Une procédure judiciaire complexe

Les forces de défense et de sécurité constituent un maillon fort dans cette chaîne de rétablissement de la justice. Toutefois, elles rencontrent bon nombre de difficultés dans le déroulé de l’enquête.

En effet, la non-dénonciation, le désistement en cours de procédure ainsi que le manque de formation des forces de l’ordre pour la prise en charge de ce type d’affaire, figurent en première liste des obstacles. ‘’Nous rencontrons beaucoup de problèmes, lors des auditions. On a en face de nous une victime qui a subi un traumatisme profond, encore sous le choc et qui refuse de dire un seul mot.

D’autres encore sont bavardes et ne disent rien de cohérent. Et nous pouvons passer toute une journée à l’interroger. Il y a également le cas d’enfants qui refusent de parler en présence de leurs parents et pourtant, c’est ce qu’exige la loi. Donc, parfois, nous sommes obligés de faire des exceptions.
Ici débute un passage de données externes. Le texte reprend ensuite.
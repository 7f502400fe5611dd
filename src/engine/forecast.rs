//! Mood forecasting
//!
//! Projects a short-horizon mood series from recent ratings with decaying
//! confidence. The day-of-week and cycle-window adjustments are explicit,
//! documented heuristics, not clinical claims.

use crate::config::ForecastConfig;
use crate::cycle::CycleContextResolver;
use crate::model::derived::ForecastPoint;
use crate::model::records::{is_weekend, CycleRecord, DailyLog};
use chrono::{Duration, NaiveDate};

/// Result of one forecast pass
///
/// An empty `points` list with `rated_recent < min_required` means
/// insufficient data, which is a normal outcome and not an error.
#[derive(Debug, Clone)]
pub struct ForecastReport {
    pub points: Vec<ForecastPoint>,
    /// Mood-rated days found in the trailing week
    pub rated_recent: usize,
    /// The configured minimum before forecasting runs
    pub min_required: usize,
    /// Mean of the recent ratings the forecast is anchored to
    pub baseline: Option<f64>,
}

impl ForecastReport {
    /// Whether enough recent ratings were available to forecast
    pub fn sufficient(&self) -> bool {
        self.rated_recent >= self.min_required
    }
}

/// Projects near-term mood from recent logs and cycle position
pub struct ForecastEngine {
    config: ForecastConfig,
}

impl ForecastEngine {
    /// Create an engine with the given parameters
    pub fn new(config: ForecastConfig) -> Self {
        Self { config }
    }

    /// Forecast mood for the days following `today`
    ///
    /// Guard: fewer than the configured minimum of mood-rated days in the
    /// trailing 7 yields an empty report. Otherwise produces exactly
    /// `horizon_days` points with strictly non-increasing confidence.
    pub fn forecast(
        &self,
        today: NaiveDate,
        logs: &[DailyLog],
        cycles: &[CycleRecord],
    ) -> ForecastReport {
        let week_start = today - Duration::days(6);
        let rated_recent = logs
            .iter()
            .filter(|l| l.date >= week_start && l.date <= today && l.mood.is_some())
            .count();

        if rated_recent < self.config.min_rated_recent {
            tracing::debug!(
                rated_recent,
                min = self.config.min_rated_recent,
                "Insufficient recent mood ratings for forecast"
            );
            return ForecastReport {
                points: Vec::new(),
                rated_recent,
                min_required: self.config.min_rated_recent,
                baseline: None,
            };
        }

        // Baseline: mean of the most recent rated days, up to the lookback.
        let mut rated: Vec<(NaiveDate, u8)> = logs
            .iter()
            .filter(|l| l.date <= today)
            .filter_map(|l| l.mood.map(|m| (l.date, m)))
            .collect();
        rated.sort_by_key(|&(date, _)| date);
        let recent: Vec<f64> = rated
            .iter()
            .rev()
            .take(self.config.lookback_days)
            .map(|&(_, m)| m as f64)
            .collect();
        let baseline = recent.iter().sum::<f64>() / recent.len() as f64;

        let mut points = Vec::with_capacity(self.config.horizon_days as usize);
        for i in 1..=self.config.horizon_days {
            let date = today + Duration::days(i as i64);
            let mut factors = vec!["historical mood data".to_string()];

            let dow_adj = if is_weekend(date) {
                factors.push("weekend".to_string());
                self.config.weekend_adjustment
            } else {
                factors.push("weekday".to_string());
                0.0
            };

            // PMS wins when the configured windows overlap.
            let cycle_adj = match CycleContextResolver::projected_cycle_day(date, cycles) {
                Some(day)
                    if (self.config.pms_window_start..=self.config.pms_window_end)
                        .contains(&day) =>
                {
                    factors.push(format!("premenstrual window (cycle day {})", day));
                    self.config.pms_adjustment
                }
                Some(day)
                    if (self.config.ovulatory_window_start
                        ..=self.config.ovulatory_window_end)
                        .contains(&day) =>
                {
                    factors.push(format!("ovulatory window (cycle day {})", day));
                    self.config.ovulatory_adjustment
                }
                _ => 0.0,
            };

            let predicted = (baseline + dow_adj + cycle_adj).clamp(1.0, 10.0);
            let confidence = (self.config.base_confidence
                - self.config.confidence_decay * i as f64)
                .max(self.config.confidence_floor);

            points.push(ForecastPoint {
                date,
                predicted_value: predicted,
                confidence,
                contributing_factors: factors,
                is_synthetic: false,
            });
        }

        tracing::debug!(
            points = points.len(),
            baseline,
            "Mood forecast complete"
        );

        ForecastReport {
            points,
            rated_recent,
            min_required: self.config.min_rated_recent,
            baseline: Some(baseline),
        }
    }
}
Mais je pense que le fond du problème, c’est que les forces de l’ordre soient formées à l’écoute de la victime, sur la prise en charge des violences basées sur le genre, parce ce que ce sont des cas assez spéciales’’, déclare le commissaire Khadidiatou Sall.
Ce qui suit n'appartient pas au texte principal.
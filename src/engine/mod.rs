//! Analysis engines
//!
//! Each engine is a pure function of (records, config) returning a report
//! value. Insufficient input yields an empty report with its sample size
//! recorded; it is never an error.

pub mod advice;
pub mod anomaly;
pub mod correlation;
pub mod forecast;
pub mod pattern;

pub use advice::{action_for_anomaly, advice_for_symptom, SymptomAdvice};
pub use anomaly::{anomaly_score, compute_baseline, AnomalyDetector, AnomalyReport, Baseline};
pub use correlation::{
    pearson_correlation, significance_estimate, CorrelationEngine, CorrelationReport,
};
pub use forecast::{ForecastEngine, ForecastReport};
pub use pattern::{PatternDetector, PatternReport};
Selon elle, malheureusement, la police n’est informée que bien après l’acte. Ce qui est évidemment source de disparition des preuves médico-légales. ‘’En tant que femme et mère, je suis pour la criminalisation du viol. C’est un plaidoyer que je fais sans ma casquette de commissaire. La recrudescence de cet acte est effrayante. J’exerce à Thiaroye et j’ai presque tous les jours un cas de viol sous la main, surtout dans cet environnement populeux. Prenons l’habitude de discuter avec nos enfants, prenons du temps pour eux. Nos enfants ne sont plus en sécurité dans nos maisons et même dans nos chambres’’, ajoute-t-elle.
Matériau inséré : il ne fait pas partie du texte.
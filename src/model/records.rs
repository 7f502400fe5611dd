//! Input record types
//!
//! The three record streams this engine consumes:
//! - `CycleRecord`: one menstrual cycle (start date required, the rest optional)
//! - `DailyLog`: one symptom/mood log per user per date
//! - `MetricSeries`: a named wearable metric as (timestamp, value) pairs
//!
//! CRUD for these lives elsewhere; from this crate's perspective they are
//! read-only inputs.

use chrono::{DateTime, Datelike, NaiveDate, Utc};
use serde::{Deserialize, Serialize};
use std::collections::BTreeMap;
use thiserror::Error;

/// Default cycle length (days) when a record carries none.
pub const DEFAULT_CYCLE_LENGTH: u32 = 28;

/// Default period length (days) when a record carries none.
pub const DEFAULT_PERIOD_LENGTH: u32 = 5;

/// Menstrual flow intensity
#[derive(Debug, Clone, Copy, Serialize, Deserialize, PartialEq, Eq)]
#[serde(rename_all = "lowercase")]
pub enum FlowIntensity {
    Spotting,
    Light,
    Medium,
    Heavy,
}

/// One recorded menstrual cycle
#[derive(Debug, Clone, Serialize, Deserialize, PartialEq)]
pub struct CycleRecord {
    /// First day of the cycle
    pub start: NaiveDate,
    /// Last day of the cycle, if known
    #[serde(default)]
    pub end: Option<NaiveDate>,
    /// Total cycle length in days, if known
    #[serde(default)]
    pub cycle_length: Option<u32>,
    /// Length of the menstrual period in days, if known
    #[serde(default)]
    pub period_length: Option<u32>,
    /// Flow intensity, if recorded
    #[serde(default)]
    pub flow: Option<FlowIntensity>,
    /// Symptoms noted for the cycle as a whole
    #[serde(default)]
    pub symptoms: Vec<String>,
    /// Free-form notes
    #[serde(default)]
    pub notes: Option<String>,
}

impl CycleRecord {
    /// Create a cycle record with only a start date
    pub fn new(start: NaiveDate) -> Self {
        Self {
            start,
            end: None,
            cycle_length: None,
            period_length: None,
            flow: None,
            symptoms: Vec::new(),
            notes: None,
        }
    }

    /// Builder method: set the end date
    pub fn end(mut self, end: NaiveDate) -> Self {
        self.end = Some(end);
        self
    }

    /// Builder method: set the cycle length in days
    pub fn cycle_length(mut self, days: u32) -> Self {
        self.cycle_length = Some(days);
        self
    }

    /// Builder method: set the period length in days
    pub fn period_length(mut self, days: u32) -> Self {
        self.period_length = Some(days);
        self
    }

    /// Effective cycle length: explicit length, end-derived span, or the default
    pub fn effective_length(&self) -> u32 {
        if let Some(len) = self.cycle_length {
            return len.max(1);
        }
        if let Some(end) = self.end {
            let span = (end - self.start).num_days() + 1;
            if span > 0 {
                return span as u32;
            }
        }
        DEFAULT_CYCLE_LENGTH
    }

    /// Effective period length, falling back to the default
    pub fn effective_period_length(&self) -> u32 {
        self.period_length.unwrap_or(DEFAULT_PERIOD_LENGTH).max(1)
    }

    /// Whether `date` falls inside this cycle's interval
    ///
    /// The interval is `[start, end]` when an end date exists, otherwise
    /// `[start, start + effective_length)`.
    pub fn covers(&self, date: NaiveDate) -> bool {
        if date < self.start {
            return false;
        }
        match self.end {
            Some(end) => date <= end,
            None => (date - self.start).num_days() < self.effective_length() as i64,
        }
    }

    /// Validate internal consistency
    pub fn validate(&self) -> Result<(), RecordError> {
        if let Some(end) = self.end {
            if end <= self.start {
                return Err(RecordError::InvalidCycleInterval {
                    start: self.start,
                    end,
                });
            }
        }
        Ok(())
    }
}

/// One daily symptom/mood log
///
/// There is one logical log per user per date: later writes replace the
/// earlier log for that date, they never duplicate it.
#[derive(Debug, Clone, Serialize, Deserialize, PartialEq)]
pub struct DailyLog {
    pub date: NaiveDate,
    /// Symptom names as logged (matched case-insensitively)
    #[serde(default)]
    pub symptoms: Vec<String>,
    /// Mood rating, 1-10
    #[serde(default)]
    pub mood: Option<u8>,
    /// Energy level, 1-10
    #[serde(default)]
    pub energy: Option<u8>,
    /// Sleep quality, 1-10
    #[serde(default)]
    pub sleep_quality: Option<u8>,
    /// Stress level, 1-10
    #[serde(default)]
    pub stress: Option<u8>,
    #[serde(default)]
    pub notes: Option<String>,
}

impl DailyLog {
    /// Create an empty log for a date
    pub fn new(date: NaiveDate) -> Self {
        Self {
            date,
            symptoms: Vec::new(),
            mood: None,
            energy: None,
            sleep_quality: None,
            stress: None,
            notes: None,
        }
    }

    /// Builder method: set mood rating
    pub fn mood(mut self, rating: u8) -> Self {
        self.mood = Some(rating);
        self
    }

    /// Builder method: set stress level
    pub fn stress(mut self, level: u8) -> Self {
        self.stress = Some(level);
        self
    }

    /// Builder method: add a symptom
    pub fn symptom(mut self, name: impl Into<String>) -> Self {
        self.symptoms.push(name.into());
        self
    }

    /// Whether this log mentions a symptom (case-insensitive)
    pub fn has_symptom(&self, name: &str) -> bool {
        self.symptoms.iter().any(|s| s.eq_ignore_ascii_case(name))
    }

    /// Validate rating ranges (1-10 where present)
    pub fn validate(&self) -> Result<(), RecordError> {
        for (field, value) in [
            ("mood", self.mood),
            ("energy", self.energy),
            ("sleep_quality", self.sleep_quality),
            ("stress", self.stress),
        ] {
            if let Some(v) = value {
                if !(1..=10).contains(&v) {
                    return Err(RecordError::RatingOutOfRange {
                        field: field.to_string(),
                        value: v,
                    });
                }
            }
        }
        Ok(())
    }
}

/// How daily aggregation treats a metric
#[derive(Debug, Clone, Copy, Serialize, Deserialize, PartialEq, Eq)]
#[serde(rename_all = "lowercase")]
pub enum MetricKind {
    /// Accumulating counts (steps, calories): daily value is the sum
    Counter,
    /// Continuous signals (heart rate, sleep hours): daily value is the mean
    Gauge,
}

/// A single metric measurement
#[derive(Debug, Clone, Copy, Serialize, Deserialize, PartialEq)]
pub struct MetricPoint {
    pub timestamp: DateTime<Utc>,
    pub value: f64,
}

/// A named wearable metric as a time-ordered series
#[derive(Debug, Clone, Serialize, Deserialize, PartialEq)]
pub struct MetricSeries {
    /// Metric name (steps, heart_rate, sleep_hours, ...)
    pub name: String,
    /// Unit of measure, for display
    #[serde(default)]
    pub unit: String,
    pub kind: MetricKind,
    pub points: Vec<MetricPoint>,
}

/// Per-day summary of a metric
#[derive(Debug, Clone, Copy, PartialEq)]
pub struct DailyStat {
    pub value: f64,
    pub min: f64,
    pub max: f64,
    pub samples: usize,
}

impl MetricSeries {
    /// Create an empty series
    pub fn new(name: impl Into<String>, unit: impl Into<String>, kind: MetricKind) -> Self {
        Self {
            name: name.into(),
            unit: unit.into(),
            kind,
            points: Vec::new(),
        }
    }

    /// Builder method: append a point
    pub fn point(mut self, timestamp: DateTime<Utc>, value: f64) -> Self {
        self.points.push(MetricPoint { timestamp, value });
        self
    }

    /// Aggregate to one value per UTC day: sum for counters, mean for gauges
    pub fn daily_values(&self) -> BTreeMap<NaiveDate, f64> {
        self.daily_stats()
            .into_iter()
            .map(|(d, s)| (d, s.value))
            .collect()
    }

    /// Aggregate to per-day summaries including min/max
    pub fn daily_stats(&self) -> BTreeMap<NaiveDate, DailyStat> {
        let mut buckets: BTreeMap<NaiveDate, Vec<f64>> = BTreeMap::new();
        for p in &self.points {
            buckets
                .entry(p.timestamp.date_naive())
                .or_default()
                .push(p.value);
        }

        buckets
            .into_iter()
            .map(|(date, values)| {
                let sum: f64 = values.iter().sum();
                let value = match self.kind {
                    MetricKind::Counter => sum,
                    MetricKind::Gauge => sum / values.len() as f64,
                };
                let min = values.iter().copied().fold(f64::INFINITY, f64::min);
                let max = values.iter().copied().fold(f64::NEG_INFINITY, f64::max);
                (
                    date,
                    DailyStat {
                        value,
                        min,
                        max,
                        samples: values.len(),
                    },
                )
            })
            .collect()
    }

    /// Most recent daily value, if any
    pub fn latest_daily_value(&self) -> Option<(NaiveDate, f64)> {
        self.daily_values().into_iter().next_back()
    }
}

/// Whether a date is a Saturday or Sunday
pub fn is_weekend(date: NaiveDate) -> bool {
    matches!(
        date.weekday(),
        chrono::Weekday::Sat | chrono::Weekday::Sun
    )
}

/// Input record validation errors
#[derive(Debug, Error)]
pub enum RecordError {
    /// Cycle end date does not follow its start date
    #[error("Invalid cycle interval: start {start} must precede end {end}")]
    InvalidCycleInterval { start: NaiveDate, end: NaiveDate },

    /// Rating outside the 1-10 scale
    #[error("Rating out of range: {field}={value} (expected 1-10)")]
    RatingOutOfRange { field: String, value: u8 },
}

#[cfg(test)]
mod tests {
    use super::*;
    use chrono::TimeZone;

    fn d(y: i32, m: u32, day: u32) -> NaiveDate {
        NaiveDate::from_ymd_opt(y, m, day).unwrap()
    }

    #[test]
    fn test_cycle_covers_open_ended() {
        let cycle = CycleRecord::new(d(2024, 1, 1));
        assert!(cycle.covers(d(2024, 1, 1)));
        assert!(cycle.covers(d(2024, 1, 28)));
        assert!(!cycle.covers(d(2024, 1, 29)));
        assert!(!cycle.covers(d(2023, 12, 31)));
    }

    #[test]
    fn test_cycle_covers_with_end() {
        let cycle = CycleRecord::new(d(2024, 1, 1)).end(d(2024, 1, 30));
        assert!(cycle.covers(d(2024, 1, 30)));
        assert!(!cycle.covers(d(2024, 1, 31)));
    }

    #[test]
    fn test_cycle_validate_rejects_inverted_interval() {
        let cycle = CycleRecord::new(d(2024, 2, 1)).end(d(2024, 1, 1));
        assert!(cycle.validate().is_err());
    }

    #[test]
    fn test_effective_length_from_end_date() {
        let cycle = CycleRecord::new(d(2024, 1, 1)).end(d(2024, 1, 30));
        assert_eq!(cycle.effective_length(), 30);
    }

    #[test]
    fn test_log_symptom_match_is_case_insensitive() {
        let log = DailyLog::new(d(2024, 1, 3)).symptom("Headache");
        assert!(log.has_symptom("headache"));
        assert!(!log.has_symptom("cramps"));
    }

    #[test]
    fn test_log_validate_rejects_out_of_range_mood() {
        let log = DailyLog::new(d(2024, 1, 3)).mood(11);
        assert!(log.validate().is_err());
        let log = DailyLog::new(d(2024, 1, 3)).mood(10);
        assert!(log.validate().is_ok());
    }

    #[test]
    fn test_counter_daily_aggregation_sums() {
        let ts = |h| Utc.with_ymd_and_hms(2024, 1, 5, h, 0, 0).unwrap();
        let series = MetricSeries::new("steps", "count", MetricKind::Counter)
            .point(ts(8), 1000.0)
            .point(ts(12), 2500.0)
            .point(ts(18), 1500.0);

        let daily = series.daily_values();
        assert_eq!(daily[&d(2024, 1, 5)], 5000.0);
    }

    #[test]
    fn test_gauge_daily_aggregation_averages() {
        let ts = |h| Utc.with_ymd_and_hms(2024, 1, 5, h, 0, 0).unwrap();
        let series = MetricSeries::new("heart_rate", "bpm", MetricKind::Gauge)
            .point(ts(8), 60.0)
            .point(ts(12), 70.0)
            .point(ts(18), 80.0);

        let stats = series.daily_stats();
        let stat = stats[&d(2024, 1, 5)];
        assert_eq!(stat.value, 70.0);
        assert_eq!(stat.min, 60.0);
        assert_eq!(stat.max, 80.0);
        assert_eq!(stat.samples, 3);
    }

    #[test]
    fn test_is_weekend() {
        assert!(is_weekend(d(2024, 1, 6))); // Saturday
        assert!(is_weekend(d(2024, 1, 7))); // Sunday
        assert!(!is_weekend(d(2024, 1, 8))); // Monday
    }
}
Selon le directeur adjoint de la Division des affaires criminelles, il arrive que même si la plainte est déposée, la victime prend d’abord un bain avant de se rendre à la police. Cela participe à la disparition des preuves, car prouver sans recueillement de sperme la culpabilité d’un individu est difficile. Et, justement, le certificat médical peut ne plus être en mesure de prouver la véracité des propos de la victime, puisque la déchirure fraîche de l’hymen et toutes les preuves scientifiques de blessures vaginales disparaissent avec le temps. D’après M. Ndiaye, ‘’devant le juge, trois points doivent être prouvés pour attester d’un viol. Il s’agit de preuves scientifiques matériels (certificat médical), l’imputabilité (qu’est-ce qui prouve que c’est un tel et pas un autre) et l’absence de consentement’’. Autant d’aspects qui compliquent et retardent la procédure, en plus d’un gap de compréhension entre le niveau médical et juridique.

En effet, les juristes, de leur côté, plaident pour un rapport médical plus détaillé, accessible et moins technique.